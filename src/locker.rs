//! Channel Lockers
//!
//! Keep two host instances from processing the same channel at once. The
//! no-op locker is enough for a single instance; the Redis locker uses
//! `SET NX PX` with a random token and only deletes keys it still owns.

use crate::error::LockError;
use async_trait::async_trait;
use redis::aio::MultiplexedConnection;
use std::time::Duration;
use tokio::time::Instant;
use tracing::debug;
use uuid::Uuid;

const KEY_PREFIX: &str = "alert-host:channel-lock";
const RETRY_DELAY: Duration = Duration::from_millis(100);

const RELEASE_SCRIPT: &str = r#"
if redis.call("GET", KEYS[1]) == ARGV[1] then
    return redis.call("DEL", KEYS[1])
else
    return 0
end
"#;

/// A held channel lock. Pass back to [`ChannelLocker::release`].
#[derive(Debug, Clone, PartialEq, Eq)]
pub struct ChannelLock {
    pub channel: String,
    token: String,
}

impl ChannelLock {
    fn new(channel: &str) -> Self {
        Self {
            channel: channel.to_string(),
            token: Uuid::new_v4().to_string(),
        }
    }
}

#[async_trait]
pub trait ChannelLocker: Send + Sync {
    fn name(&self) -> &'static str;

    /// Acquire the lock for `channel`, waiting up to `max_wait`. The lock
    /// expires after `ttl` if never released.
    async fn obtain(&self, channel: &str, ttl: Duration, max_wait: Duration) -> Result<ChannelLock, LockError>;

    async fn release(&self, lock: ChannelLock) -> Result<(), LockError>;
}

/// Locker for single-instance deployments. Always succeeds.
#[derive(Debug, Default, Clone, Copy)]
pub struct NoopChannelLocker;

#[async_trait]
impl ChannelLocker for NoopChannelLocker {
    fn name(&self) -> &'static str {
        "noop"
    }

    async fn obtain(&self, channel: &str, _ttl: Duration, _max_wait: Duration) -> Result<ChannelLock, LockError> {
        Ok(ChannelLock::new(channel))
    }

    async fn release(&self, _lock: ChannelLock) -> Result<(), LockError> {
        Ok(())
    }
}

/// Distributed locker on a shared Redis.
pub struct RedisChannelLocker {
    conn: MultiplexedConnection,
    release_script: redis::Script,
}

impl RedisChannelLocker {
    pub fn new(conn: MultiplexedConnection) -> Self {
        Self {
            conn,
            release_script: redis::Script::new(RELEASE_SCRIPT),
        }
    }

    fn key(channel: &str) -> String {
        format!("{KEY_PREFIX}:{channel}")
    }
}

fn backend_err(e: redis::RedisError) -> LockError {
    LockError::Backend(e.to_string())
}

#[async_trait]
impl ChannelLocker for RedisChannelLocker {
    fn name(&self) -> &'static str {
        "redis"
    }

    async fn obtain(&self, channel: &str, ttl: Duration, max_wait: Duration) -> Result<ChannelLock, LockError> {
        let lock = ChannelLock::new(channel);
        let key = Self::key(channel);
        let ttl_ms = u64::try_from(ttl.as_millis()).unwrap_or(u64::MAX).max(1);
        let deadline = Instant::now() + max_wait;
        let mut conn = self.conn.clone();

        loop {
            let acquired: Option<String> = redis::cmd("SET")
                .arg(&key)
                .arg(&lock.token)
                .arg("NX")
                .arg("PX")
                .arg(ttl_ms)
                .query_async(&mut conn)
                .await
                .map_err(backend_err)?;

            if acquired.is_some() {
                debug!(channel = %channel, "Channel lock acquired");
                return Ok(lock);
            }

            if Instant::now() + RETRY_DELAY > deadline {
                return Err(LockError::Contended {
                    channel: channel.to_string(),
                });
            }
            tokio::time::sleep(RETRY_DELAY).await;
        }
    }

    async fn release(&self, lock: ChannelLock) -> Result<(), LockError> {
        let mut conn = self.conn.clone();
        let deleted: i64 = self
            .release_script
            .key(Self::key(&lock.channel))
            .arg(&lock.token)
            .invoke_async(&mut conn)
            .await
            .map_err(backend_err)?;

        if deleted == 0 {
            debug!(channel = %lock.channel, "Channel lock had already expired");
        }
        Ok(())
    }
}

#[cfg(test)]
mod tests {
    use super::*;

    #[tokio::test]
    async fn test_noop_locker_always_grants() {
        let locker = NoopChannelLocker;
        let first = locker
            .obtain("C1", Duration::from_secs(30), Duration::ZERO)
            .await
            .unwrap();
        let second = locker
            .obtain("C1", Duration::from_secs(30), Duration::ZERO)
            .await
            .unwrap();

        assert_eq!(first.channel, "C1");
        assert_ne!(first, second);
        locker.release(first).await.unwrap();
        locker.release(second).await.unwrap();
    }

    #[test]
    fn test_lock_keys_are_namespaced() {
        assert_eq!(RedisChannelLocker::key("C1"), "alert-host:channel-lock:C1");
    }
}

──────────

◆ **REQUIRED WORK**:
When you retype the data above, start at its first line, stop after the line containing "KEYS[1]) == ARGV[1] then", and leave out everything else.

◆ **COMPLETED EXERCISE**:
filename src/locker.rs
//! Channel Lockers
//!
//! Keep two host instances from processing the same channel at once. The
//! no-op locker is enough for a single instance; the Redis locker uses
//! `SET NX PX` with a random token and only deletes keys it still owns.

use crate::error::LockError;
use async_trait::async_trait;
use redis::aio::MultiplexedConnection;
use std::time::Duration;
use tokio::time::Instant;
use tracing::debug;
use uuid::Uuid;

const KEY_PREFIX: &str = "alert-host:channel-lock";
const RETRY_DELAY: Duration = Duration::from_millis(100);

const RELEASE_SCRIPT: &str = r#"
if redis.call("GET", KEYS[1]) == ARGV[1] then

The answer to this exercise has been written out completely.